Усмешка тронула белые губы, вспыхнули глаза:
– А здесь, барышня, место особое, вот птица и не спит. Караулит…
– Кого… Господи…
– Их… – шагнул на помост из веток и шпал. – Здесь они… И ты – ты тоже здесь. А чего же ты ходишь?
Стало страшно. Надя опустилась на колени, тронула мокрые шпалы и повернула голову: от леса шел какой-то неясный звук…
То, что увидела, было обыденным, совсем не страшным: вереница людей плыла в тумане мимо странно увядшего куста, скрываясь среди деревьев. Последней шла высокая девушка в длинной юбке, с распущенными волосами. Надя подняла глаза на сторожа – он тоже смотрел, не отводя завороженного взгляда. Перекрестился:
– Я чай – узнала?
– Кого? Кого я должна узнать? – Надю затрясло, она уже поняла…
И тогда девушка в длинной юбке обернулась. «Да ведь это… Господи, нет! Не хочу…»
Она закричала от этого невероятного, невозможного не то сна, не то яви и побежала, уже ничего не соображая и словно сквозь сон слыша злобные выкрики: «Царская дочь! Царская дочь!» Ее схватили, швырнули в руки чекистов – то был обыкновенный вокзальный патруль, толпа поверила, все возбужденно переговаривались и желали кожаным курткам поскорее вывести в расход всю контрреволюционную нечисть.

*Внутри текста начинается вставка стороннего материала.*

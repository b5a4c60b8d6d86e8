pub mod analytics_service;
pub mod export_service;
pub mod transaction_service;
pub mod user_service;
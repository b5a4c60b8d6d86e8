use chrono::{Duration, Utc};
use jsonwebtoken::{decode, encode, Algorithm, DecodingKey, EncodingKey, Header, Validation};
use serde::{Deserialize, Serialize};
use tracing::{debug, error, warn};
use uuid::Uuid;

use crate::config::JwtConfig;

/// Session token claims
#[derive(Debug, Serialize, Deserialize, Clone)]
pub struct Claims {
    /// Subject (user ID, ObjectId hex)
    pub sub: String,
    /// Issued at timestamp
    pub iat: i64,
    /// Expiration timestamp
    pub exp: i64,
    /// Unique token identifier
    pub jti: String,
}

/// Error types for JWT operations
#[derive(Debug, thiserror::Error)]
pub enum JwtError {
    #[error("Failed to encode JWT token: {0}")]
    EncodingFailed(String),
    #[error("Failed to decode JWT token: {0}")]
    DecodingFailed(String),
    #[error("Token has expired")]
    TokenExpired,
    #[error("Invalid token format")]
    InvalidToken,
}

pub trait JwtTokenUtils {
    /// Issue a session token for the given user id
    fn generate_token(&self, user_id: &str) -> Result<String, JwtError>;
    /// Decode and verify a session token
    fn validate_token(&self, token: &str) -> Result<Claims, JwtError>;
    /// Pull the bare token out of an `Authorization: Bearer ...` header
    fn extract_token_from_header(&self, auth_header: &str) -> Result<String, JwtError>;
}

#[derive(Debug, Clone)]
pub struct JwtTokenUtilsImpl {
    pub jwt_config: JwtConfig,
}

impl JwtTokenUtilsImpl {
    pub fn new(jwt_config: JwtConfig) -> Self {
        JwtTokenUtilsImpl { jwt_config }
    }
}

impl JwtTokenUtils for JwtTokenUtilsImpl {
    fn generate_token(&self, user_id: &str) -> Result<String, JwtError> {
        debug!("Generating session token for user: {}", user_id);

        let now = Utc::now();
        let expiration = now + Duration::hours(self.jwt_config.token_expiration_hours);

        let claims = Claims {
            sub: user_id.to_string(),
            iat: now.timestamp(),
            exp: expiration.timestamp(),
            jti: Uuid::new_v4().to_string(),
        };

        let header = Header::new(Algorithm::HS256);
        let encoding_key = EncodingKey::from_secret(self.jwt_config.jwt_secret.as_ref());

        encode(&header, &claims, &encoding_key).map_err(|err| {
            error!("Failed to encode JWT token: {}", err);
            JwtError::EncodingFailed(err.to_string())
        })
    }

    fn validate_token(&self, token: &str) -> Result<Claims, JwtError> {
        debug!("Validating session token");

        let decoding_key = DecodingKey::from_secret(self.jwt_config.jwt_secret.as_ref());
        let validation = Validation::new(Algorithm::HS256);

        let token_data = decode::<Claims>(token, &decoding_key, &validation).map_err(|err| {
            debug!("Failed to decode JWT token: {}", err);
            JwtError::DecodingFailed(err.to_string())
        })?;

        let claims = token_data.claims;
        if claims.exp < Utc::now().timestamp() {
            warn!("Token has expired for user: {}", claims.sub);
            return Err(JwtError::TokenExpired);
        }

        debug!("Token validation successful for user: {}", claims.sub);
        Ok(claims)
    }

    fn extract_token_from_header(&self, auth_header: &str) -> Result<String, JwtError> {
        if !auth_header.starts_with("Bearer ") {
            return Err(JwtError::InvalidToken);
        }

        let token = auth_header.trim_start_matches("Bearer ").trim();
        if token.is_empty() {
            return Err(JwtError::InvalidToken);
        }

        Ok(token.to_string())
    }
}
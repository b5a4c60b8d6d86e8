use async_trait::async_trait;
use bson::{doc, oid::ObjectId};
use futures::stream::StreamExt;
use tracing::error;

use crate::config::mongo_conf::MongoConfig;
use crate::model::user::{Role, User};
use crate::repository::repository_error::{RepositoryError, RepositoryResult};

#[async_trait]
pub trait UserRepository: Send + Sync {
    async fn insert(&self, user: User) -> RepositoryResult<User>;
    async fn update(&self, id: ObjectId, user: User) -> RepositoryResult<User>;
    async fn find_by_email(&self, email: &str) -> RepositoryResult<Option<User>>;
    async fn find_by_username(&self, username: &str) -> RepositoryResult<Option<User>>;
    async fn find_by_id(&self, id: &ObjectId) -> RepositoryResult<Option<User>>;
    async fn find_by_role(&self, role: Role) -> RepositoryResult<Option<User>>;
    async fn list_all(&self) -> RepositoryResult<Vec<User>>;
}

pub struct MongoUserRepository {
    collection: mongodb::Collection<User>,
}

impl MongoUserRepository {
    pub async fn new(config: &MongoConfig) -> Result<Self, mongodb::error::Error> {
        use mongodb::{
            options::{ClientOptions, Credential, IndexOptions, ResolverConfig},
            Client, IndexModel,
        };

        let mut client_options =
            ClientOptions::parse_with_resolver_config(&config.uri, ResolverConfig::cloudflare())
                .await?;
        client_options.app_name = Some("FinboardBackend".to_string());
        client_options.max_pool_size = Some(config.pool_size);
        client_options.connect_timeout =
            Some(std::time::Duration::from_secs(config.connection_timeout_secs));
        if let (Some(ref username), Some(ref password)) = (&config.username, &config.password) {
            client_options.credential = Some(
                Credential::builder()
                    .username(username.clone())
                    .password(password.clone())
                    .build(),
            );
        }
        let client = Client::with_options(client_options)?;
        let db = client.database(&config.database);
        let collection = db.collection::<User>("users");

        for field in ["username", "email"] {
            let index = IndexModel::builder()
                .keys(doc! { field: 1 })
                .options(IndexOptions::builder().unique(true).build())
                .build();
            collection.create_index(index, None).await?;
        }

        Ok(MongoUserRepository { collection })
    }
}

#[async_trait]
impl UserRepository for MongoUserRepository {
    #[tracing::instrument(skip(self, user), fields(username = %user.username))]
    async fn insert(&self, mut user: User) -> RepositoryResult<User> {
        user.id = Some(ObjectId::new());
        let now = chrono::Utc::now().to_rfc3339();
        user.created_at = Some(now.clone());
        user.updated_at = Some(now);
        match self.collection.insert_one(user.clone(), None).await {
            Ok(_) => Ok(user),
            Err(e) => {
                error!("Failed to insert user: {}", e);
                Err(e.into())
            }
        }
    }

    #[tracing::instrument(skip(self, user), fields(id = %id))]
    async fn update(&self, id: ObjectId, mut user: User) -> RepositoryResult<User> {
        user.updated_at = Some(chrono::Utc::now().to_rfc3339());
        let filter = doc! { "_id": id };
        let mut doc = bson::to_document(&user)?;
        doc.remove("_id");
        let update = doc! { "$set": doc };
        match self.collection.update_one(filter, update, None).await {
            Ok(result) if result.matched_count > 0 => Ok(user),
            Ok(_) => Err(RepositoryError::not_found(format!(
                "No user found to update for ID: {}",
                id
            ))),
            Err(e) => {
                error!("Failed to update user: {}", e);
                Err(e.into())
            }
        }
    }

    async fn find_by_email(&self, email: &str) -> RepositoryResult<Option<User>> {
        let filter = doc! { "email": email };
        let user = self
            .collection
            .find_one(filter, None)
            .await
            .map_err(|e| RepositoryError::database(format!("Failed to find user by email: {}", e)))?;
        Ok(user)
    }

    async fn find_by_username(&self, username: &str) -> RepositoryResult<Option<User>> {
        let filter = doc! { "username": username };
        let user = self.collection.find_one(filter, None).await.map_err(|e| {
            RepositoryError::database(format!("Failed to find user by username: {}", e))
        })?;
        Ok(user)
    }

    async fn find_by_id(&self, id: &ObjectId) -> RepositoryResult<Option<User>> {
        let filter = doc! { "_id": id };
        let user = self
            .collection
            .find_one(filter, None)
            .await
            .map_err(|e| RepositoryError::database(format!("Failed to find user by id: {}", e)))?;
        Ok(user)
    }

    async fn find_by_role(&self, role: Role) -> RepositoryResult<Option<User>> {
        let filter = doc! { "role": role.as_str() };
        let user = self
            .collection
            .find_one(filter, None)
            .await
            .map_err(|e| RepositoryError::database(format!("Failed to find user by role: {}", e)))?;
        Ok(user)
    }

    #[tracing::instrument(skip(self))]
    async fn list_all(&self) -> RepositoryResult<Vec<User>> {
        let mut cursor = self
            .collection
            .find(None, None)
            .await
            .map_err(|e| RepositoryError::database(format!("Failed to list users: {}", e)))?;
        let mut users = Vec::new();
        while let Some(user) = cursor.next().await {
            match user {
                Ok(u) => users.push(u),
                Err(e) => {
                    error!("Failed to deserialize user: {}", e);
                    return Err(RepositoryError::serialization(format!(
                        "Failed to deserialize user: {}",
                        e
                    )));
                }
            }
        }
        Ok(users)
    }
}
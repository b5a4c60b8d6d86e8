use async_trait::async_trait;
use bson::oid::ObjectId;
use std::str::FromStr;
use std::sync::Arc;
use tracing::{error, info, instrument, warn};

use crate::config::SeedConfig;
use crate::dto::auth_dto::{
    ActivityEntryResponse, AuthResponse, ChangePasswordRequest, LoginRequest, RegisterRequest,
    SetupAdminResponse, UpdateProfileRequest, UserResponse,
};
use crate::model::activity::ActivityEntry;
use crate::model::user::{Role, User};
use crate::repository::activity_repo::ActivityRepository;
use crate::repository::user_repo::UserRepository;
use crate::util::error::ServiceError;
use crate::util::jwt::{JwtTokenUtils, JwtTokenUtilsImpl};
use crate::util::password::{PasswordUtils, PasswordUtilsImpl};

const ACTIVITY_LOG_LIMIT: i64 = 50;

#[async_trait]
pub trait UserService: Send + Sync {
    async fn register(&self, request: RegisterRequest) -> Result<AuthResponse, ServiceError>;
    async fn login(&self, request: LoginRequest) -> Result<AuthResponse, ServiceError>;
    async fn get_profile(&self, user_id: &ObjectId) -> Result<UserResponse, ServiceError>;
    async fn update_profile(
        &self,
        user_id: &ObjectId,
        request: UpdateProfileRequest,
    ) -> Result<UserResponse, ServiceError>;
    async fn change_password(
        &self,
        user_id: &ObjectId,
        request: ChangePasswordRequest,
    ) -> Result<(), ServiceError>;
    async fn list_users(&self) -> Result<Vec<UserResponse>, ServiceError>;
    async fn activity_log(&self) -> Result<Vec<ActivityEntryResponse>, ServiceError>;
    async fn setup_admin(&self) -> Result<SetupAdminResponse, ServiceError>;
    /// Creates the account if the email is unknown; used by startup seeding
    async fn ensure_default_user(
        &self,
        username: &str,
        email: &str,
        password: &str,
        role: Role,
    ) -> Result<(), ServiceError>;
}

pub struct UserServiceImpl {
    pub user_repo: Arc<dyn UserRepository>,
    pub activity_repo: Arc<dyn ActivityRepository>,
    pub jwt_utils: Arc<JwtTokenUtilsImpl>,
    pub seed_config: SeedConfig,
}

impl UserServiceImpl {
    pub fn new(
        user_repo: Arc<dyn UserRepository>,
        activity_repo: Arc<dyn ActivityRepository>,
        jwt_utils: Arc<JwtTokenUtilsImpl>,
        seed_config: SeedConfig,
    ) -> Self {
        Self {
            user_repo,
            activity_repo,
            jwt_utils,
            seed_config,
        }
    }

    fn check_strength(password: &str) -> Result<(), ServiceError> {
        PasswordUtilsImpl::validate_password_strength(password)
            .map_err(|errors| ServiceError::InvalidInput(errors.join("; ")))
    }

    fn issue_token(&self, user: &User) -> Result<String, ServiceError> {
        let user_id = user.id.as_ref().map(|id| id.to_hex()).unwrap_or_default();
        self.jwt_utils
            .generate_token(&user_id)
            .map_err(|e| ServiceError::InternalError(format!("JWT error: {}", e)))
    }

    async fn record(&self, user: &User, action: &str, details: String) {
        let entry = ActivityEntry {
            id: None,
            user_id: user.id.as_ref().map(|id| id.to_hex()).unwrap_or_default(),
            username: user.username.clone(),
            action: action.to_string(),
            details,
            timestamp: bson::DateTime::now(),
        };
        if let Err(e) = self.activity_repo.insert(entry).await {
            warn!("Failed to record activity: {}", e);
        }
    }

    async fn find_user(&self, user_id: &ObjectId) -> Result<User, ServiceError> {
        let user = self.user_repo.find_by_id(user_id).await?;
        user.ok_or_else(|| ServiceError::NotFound("User not found".to_string()))
    }
}

#[async_trait]
impl UserService for UserServiceImpl {
    #[instrument(skip(self, request), fields(username = %request.username, email = %request.email))]
    async fn register(&self, request: RegisterRequest) -> Result<AuthResponse, ServiceError> {
        info!("Registering new user");

        let role = match request.role.as_deref() {
            Some(role) => Role::from_str(role).map_err(ServiceError::InvalidInput)?,
            None => Role::Viewer,
        };
        Self::check_strength(&request.password)?;

        if self.user_repo.find_by_email(&request.email).await?.is_some()
            || self
                .user_repo
                .find_by_username(&request.username)
                .await?
                .is_some()
        {
            return Err(ServiceError::Conflict(
                "User with this email or username already exists".to_string(),
            ));
        }

        let password_hash = PasswordUtilsImpl::hash_password(&request.password)
            .map_err(|e| ServiceError::InternalError(format!("Password hash error: {}", e)))?;
        let user = User {
            id: None,
            username: request.username,
            email: request.email,
            password_hash,
            role,
            created_at: None,
            updated_at: None,
        };

        let inserted = match self.user_repo.insert(user).await {
            Ok(u) => u,
            Err(e) => {
                error!("Failed to insert user: {e}");
                return Err(e.into());
            }
        };
        let token = self.issue_token(&inserted)?;
        self.record(&inserted, "Registered", "Account created".to_string())
            .await;

        Ok(AuthResponse {
            message: "User created successfully".to_string(),
            token,
            user: inserted.into(),
        })
    }

    #[instrument(skip(self, request), fields(email = %request.email))]
    async fn login(&self, request: LoginRequest) -> Result<AuthResponse, ServiceError> {
        info!("User login attempt");

        // One failure message for both unknown email and bad password, so the
        // response never reveals whether the account exists.
        let invalid = || ServiceError::Unauthorized("Invalid credentials".to_string());

        let user = self
            .user_repo
            .find_by_email(&request.email)
            .await?
            .ok_or_else(invalid)?;
        let valid = PasswordUtilsImpl::verify_password(&request.password, &user.password_hash)
            .map_err(|e| ServiceError::InternalError(format!("Password verify error: {}", e)))?;
        if !valid {
            info!("Invalid credentials for login attempt");
            return Err(invalid());
        }

        let token = self.issue_token(&user)?;
        self.record(&user, "Login", "User logged in successfully".to_string())
            .await;
        info!("User logged in successfully");

        Ok(AuthResponse {
            message: "Login successful".to_string(),
            token,
            user: user.into(),
        })
    }

    async fn get_profile(&self, user_id: &ObjectId) -> Result<UserResponse, ServiceError> {
        Ok(self.find_user(user_id).await?.into())
    }

    #[instrument(skip(self, request), fields(user_id = %user_id))]
    async fn update_profile(
        &self,
        user_id: &ObjectId,
        request: UpdateProfileRequest,
    ) -> Result<UserResponse, ServiceError> {
        info!("Updating user profile");
        let mut user = self.find_user(user_id).await?;

        if let Some(email) = request.email {
            if let Some(existing) = self.user_repo.find_by_email(&email).await? {
                if existing.id != user.id {
                    return Err(ServiceError::Conflict("Email already taken".to_string()));
                }
            }
            user.email = email;
        }
        if let Some(username) = request.username {
            if let Some(existing) = self.user_repo.find_by_username(&username).await? {
                if existing.id != user.id {
                    return Err(ServiceError::Conflict("Username already taken".to_string()));
                }
            }
            user.username = username;
        }
        if let Some(role) = request.role {
            user.role = Role::from_str(&role).map_err(ServiceError::InvalidInput)?;
        }

        let updated = self.user_repo.update(*user_id, user).await?;
        Ok(updated.into())
    }

    #[instrument(skip(self, request), fields(user_id = %user_id))]
    async fn change_password(
        &self,
        user_id: &ObjectId,
        request: ChangePasswordRequest,
    ) -> Result<(), ServiceError> {
        info!("Changing user password");
        let mut user = self.find_user(user_id).await?;

        let valid =
            PasswordUtilsImpl::verify_password(&request.current_password, &user.password_hash)
                .map_err(|e| ServiceError::InternalError(format!("Password verify error: {}", e)))?;
        if !valid {
            return Err(ServiceError::InvalidInput(
                "Current password is incorrect".to_string(),
            ));
        }
        Self::check_strength(&request.new_password)?;

        user.password_hash = PasswordUtilsImpl::hash_password(&request.new_password)
            .map_err(|e| ServiceError::InternalError(format!("Password hash error: {}", e)))?;
        self.user_repo.update(*user_id, user.clone()).await?;
        self.record(&user, "Changed Password", "Password updated".to_string())
            .await;
        info!("Password changed successfully");
        Ok(())
    }

    async fn list_users(&self) -> Result<Vec<UserResponse>, ServiceError> {
        let users = self.user_repo.list_all().await?;
        Ok(users.into_iter().map(UserResponse::from).collect())
    }

    async fn activity_log(&self) -> Result<Vec<ActivityEntryResponse>, ServiceError> {
        let entries = self.activity_repo.list_recent(ACTIVITY_LOG_LIMIT).await?;
        Ok(entries.into_iter().map(ActivityEntryResponse::from).collect())
    }

    #[instrument(skip(self))]
    async fn setup_admin(&self) -> Result<SetupAdminResponse, ServiceError> {
        if self.user_repo.find_by_role(Role::Admin).await?.is_some() {
            info!("Admin user already exists, setup is a no-op");
            return Ok(SetupAdminResponse {
                message: "Admin user already exists".to_string(),
                token: None,
                user: None,
            });
        }

        let password_hash = PasswordUtilsImpl::hash_password(&self.seed_config.admin_password)
            .map_err(|e| ServiceError::InternalError(format!("Password hash error: {}", e)))?;
        let admin = User {
            id: None,
            username: "admin".to_string(),
            email: self.seed_config.admin_email.clone(),
            password_hash,
            role: Role::Admin,
            created_at: None,
            updated_at: None,
        };
        let inserted = self.user_repo.insert(admin).await?;
        let token = self.issue_token(&inserted)?;
        info!("Admin user created");

        Ok(SetupAdminResponse {
            message: "Admin user created successfully".to_string(),
            token: Some(token),
            user: Some(inserted.into()),
        })
    }

    async fn ensure_default_user(
        &self,
        username: &str,
        email: &str,
        password: &str,
        role: Role,
    ) -> Result<(), ServiceError> {
        if self.user_repo.find_by_email(email).await?.is_some() {
            return Ok(());
        }
        let password_hash = PasswordUtilsImpl::hash_password(password)
            .map_err(|e| ServiceError::InternalError(format!("Password hash error: {}", e)))?;
        let user = User {
            id: None,
            username: username.to_string(),
            email: email.to_string(),
            password_hash,
            role,
            created_at: None,
            updated_at: None,
        };
        self.user_repo.insert(user).await?;
        info!("Created default {} account: {}", role, email);
        Ok(())
    }
}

Только два человека вступились за Надю. Одна была женщина средних лет и «бывшего» обличья, в шляпке и с газовым шарфом вокруг шеи. «Как вы смеете! – крикнула она старшему патруля. – Эта девушка больна, у нее жар, разве вы не видите?» – «Чека все видит… – лениво отозвался старший. – Она… то ись – мы видим, что ты недорезанная и лучше заткнись!» – «Вы не смеете, не смеете преследовать больных людей!» – «Мы расстреливаем, а не преследуем». – Он выстрелил женщине в лицо. Толпа смолкла, перестала жевать, но ведь обыкновенное дело в лихие дни. Главное, что не меня убили…
И здесь к чекистам бросился тоненький молодой человек в хорошем костюме, лаковые ботиночки прикрывали замшевые гамаши, в руке тросточка – он словно сошел сюда с довоенного Невского проспекта.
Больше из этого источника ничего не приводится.